_Work instruction_
Show every line of the records below that contains the word "iter".

(Source data)
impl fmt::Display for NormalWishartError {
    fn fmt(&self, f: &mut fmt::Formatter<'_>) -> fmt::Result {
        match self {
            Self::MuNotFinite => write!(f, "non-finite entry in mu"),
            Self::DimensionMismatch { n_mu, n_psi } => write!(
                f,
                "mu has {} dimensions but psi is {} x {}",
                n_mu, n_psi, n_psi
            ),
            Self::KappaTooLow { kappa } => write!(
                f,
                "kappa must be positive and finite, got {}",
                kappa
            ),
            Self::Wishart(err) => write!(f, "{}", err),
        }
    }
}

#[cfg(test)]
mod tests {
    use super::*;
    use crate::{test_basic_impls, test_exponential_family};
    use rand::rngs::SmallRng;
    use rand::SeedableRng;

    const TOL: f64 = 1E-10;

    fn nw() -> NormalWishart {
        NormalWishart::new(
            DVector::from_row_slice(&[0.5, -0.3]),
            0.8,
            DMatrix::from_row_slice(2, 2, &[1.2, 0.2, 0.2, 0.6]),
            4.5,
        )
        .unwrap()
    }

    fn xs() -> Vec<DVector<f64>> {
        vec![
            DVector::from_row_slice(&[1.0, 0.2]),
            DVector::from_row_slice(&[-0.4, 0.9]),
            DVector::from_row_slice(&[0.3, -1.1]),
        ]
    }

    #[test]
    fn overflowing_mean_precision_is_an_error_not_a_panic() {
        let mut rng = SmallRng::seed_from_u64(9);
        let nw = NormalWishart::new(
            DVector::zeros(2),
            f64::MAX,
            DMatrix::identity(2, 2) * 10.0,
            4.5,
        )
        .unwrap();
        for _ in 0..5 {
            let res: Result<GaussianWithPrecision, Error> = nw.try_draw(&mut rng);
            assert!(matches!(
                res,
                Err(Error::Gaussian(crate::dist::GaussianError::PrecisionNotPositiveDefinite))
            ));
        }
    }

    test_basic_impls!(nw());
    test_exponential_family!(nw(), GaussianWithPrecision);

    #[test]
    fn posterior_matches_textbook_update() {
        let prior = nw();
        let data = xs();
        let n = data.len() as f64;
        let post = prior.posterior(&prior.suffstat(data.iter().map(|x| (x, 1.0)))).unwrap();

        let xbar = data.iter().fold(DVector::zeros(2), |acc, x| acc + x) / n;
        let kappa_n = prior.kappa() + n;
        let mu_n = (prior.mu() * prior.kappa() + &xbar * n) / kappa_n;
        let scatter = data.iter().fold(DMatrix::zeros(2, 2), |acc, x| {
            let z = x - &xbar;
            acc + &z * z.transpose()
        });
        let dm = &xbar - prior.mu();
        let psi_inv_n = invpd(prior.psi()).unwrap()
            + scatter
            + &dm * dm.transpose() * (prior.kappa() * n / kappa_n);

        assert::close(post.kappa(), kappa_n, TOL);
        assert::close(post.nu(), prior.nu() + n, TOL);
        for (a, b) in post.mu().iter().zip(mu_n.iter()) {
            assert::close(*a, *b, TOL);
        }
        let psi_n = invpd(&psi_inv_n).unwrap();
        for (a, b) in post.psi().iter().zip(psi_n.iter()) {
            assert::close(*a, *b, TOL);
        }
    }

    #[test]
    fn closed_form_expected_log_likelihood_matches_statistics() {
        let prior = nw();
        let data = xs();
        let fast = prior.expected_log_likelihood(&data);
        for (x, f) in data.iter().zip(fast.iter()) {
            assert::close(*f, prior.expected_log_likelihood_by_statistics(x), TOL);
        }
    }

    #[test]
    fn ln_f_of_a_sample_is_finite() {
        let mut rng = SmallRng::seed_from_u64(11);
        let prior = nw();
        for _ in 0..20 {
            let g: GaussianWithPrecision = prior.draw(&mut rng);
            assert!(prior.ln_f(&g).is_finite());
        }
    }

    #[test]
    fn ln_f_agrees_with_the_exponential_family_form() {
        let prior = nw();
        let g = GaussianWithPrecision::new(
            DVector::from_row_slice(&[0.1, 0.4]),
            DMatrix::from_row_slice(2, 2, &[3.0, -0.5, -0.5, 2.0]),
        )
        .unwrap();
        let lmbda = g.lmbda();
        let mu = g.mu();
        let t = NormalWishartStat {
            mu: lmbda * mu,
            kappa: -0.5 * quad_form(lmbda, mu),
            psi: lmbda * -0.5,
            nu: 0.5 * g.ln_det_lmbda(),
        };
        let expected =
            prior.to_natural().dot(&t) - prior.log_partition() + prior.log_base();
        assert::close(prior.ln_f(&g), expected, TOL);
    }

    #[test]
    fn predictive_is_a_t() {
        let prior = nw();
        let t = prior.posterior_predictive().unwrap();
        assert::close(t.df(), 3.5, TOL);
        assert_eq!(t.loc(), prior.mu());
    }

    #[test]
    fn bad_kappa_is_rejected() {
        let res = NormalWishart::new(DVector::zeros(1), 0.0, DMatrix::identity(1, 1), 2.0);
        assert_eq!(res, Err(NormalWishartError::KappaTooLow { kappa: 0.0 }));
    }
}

_Written response_
        let post = prior.posterior(&prior.suffstat(data.iter().map(|x| (x, 1.0)))).unwrap();
        let xbar = data.iter().fold(DVector::zeros(2), |acc, x| acc + x) / n;
        let scatter = data.iter().fold(DMatrix::zeros(2, 2), |acc, x| {
        for (a, b) in post.mu().iter().zip(mu_n.iter()) {
        for (a, b) in post.psi().iter().zip(psi_n.iter()) {
        for (x, f) in data.iter().zip(fast.iter()) {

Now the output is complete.